Each line that has the string "fields" must be copied from the records below.
#### SUPPLIED ENTRIES
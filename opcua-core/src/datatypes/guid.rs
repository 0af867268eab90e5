//! OPC UA Guid

use crate::error::{UaError, UaResult};
use std::fmt;
use std::str::FromStr;

/// 16-byte globally unique identifier
///
/// The fields are stored in their logical form; the binary encoding writes
/// `data1..data3` little-endian and `data4` as raw bytes.
#[derive(Debug, Clone, Copy, PartialEq, Eq, Hash, Default)]
pub struct Guid {
    pub data1: u32,
    pub data2: u16,
    pub data3: u16,
    pub data4: [u8; 8],
}

impl Guid {
    /// The all-zero Guid
    pub const fn null() -> Self {
        Self {
            data1: 0,
            data2: 0,
            data3: 0,
            data4: [0; 8],
        }
    }

    /// Create from individual fields
    pub const fn new(data1: u32, data2: u16, data3: u16, data4: [u8; 8]) -> Self {
        Self {
            data1,
            data2,
            data3,
            data4,
        }
    }
}

impl fmt::Display for Guid {
    fn fmt(&self, f: &mut fmt::Formatter<'_>) -> fmt::Result {
        write!(
            f,
            "{:08X}-{:04X}-{:04X}-{:02X}{:02X}-{:02X}{:02X}{:02X}{:02X}{:02X}{:02X}",
            self.data1,
            self.data2,
            self.data3,
            self.data4[0],
            self.data4[1],
            self.data4[2],
            self.data4[3],
            self.data4[4],
            self.data4[5],
            self.data4[6],
            self.data4[7]
        )
    }
}

impl FromStr for Guid {
    type Err = UaError;

    fn from_str(s: &str) -> UaResult<Self> {
        let hex: String = s.chars().filter(|c| *c != '-').collect();
        if hex.len() != 32 || s.len() != 36 || !hex.chars().all(|c| c.is_ascii_hexdigit()) {
            return Err(UaError::InvalidData(format!("Invalid Guid: {}", s)));
        }
        let byte = |i: usize| {
            u8::from_str_radix(&hex[i * 2..i * 2 + 2], 16)
                .map_err(|_| UaError::InvalidData(format!("Invalid Guid: {}", s)))
        };
        let mut bytes = [0u8; 16];
        for (i, b) in bytes.iter_mut().enumerate() {
            *b = byte(i)?;
        }
        let mut data4 = [0u8; 8];
        data4.copy_from_slice(&bytes[8..]);
        Ok(Self {
            data1: u32::from_be_bytes([bytes[0], bytes[1], bytes[2], bytes[3]]),
            data2: u16::from_be_bytes([bytes[4], bytes[5]]),
            data3: u16::from_be_bytes([bytes[6], bytes[7]]),
            data4,
        })
    }
}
########
SOLUTION FOR THIS EXERCISE:
/// The fields are stored in their logical form; the binary encoding writes
    /// Create from individual fields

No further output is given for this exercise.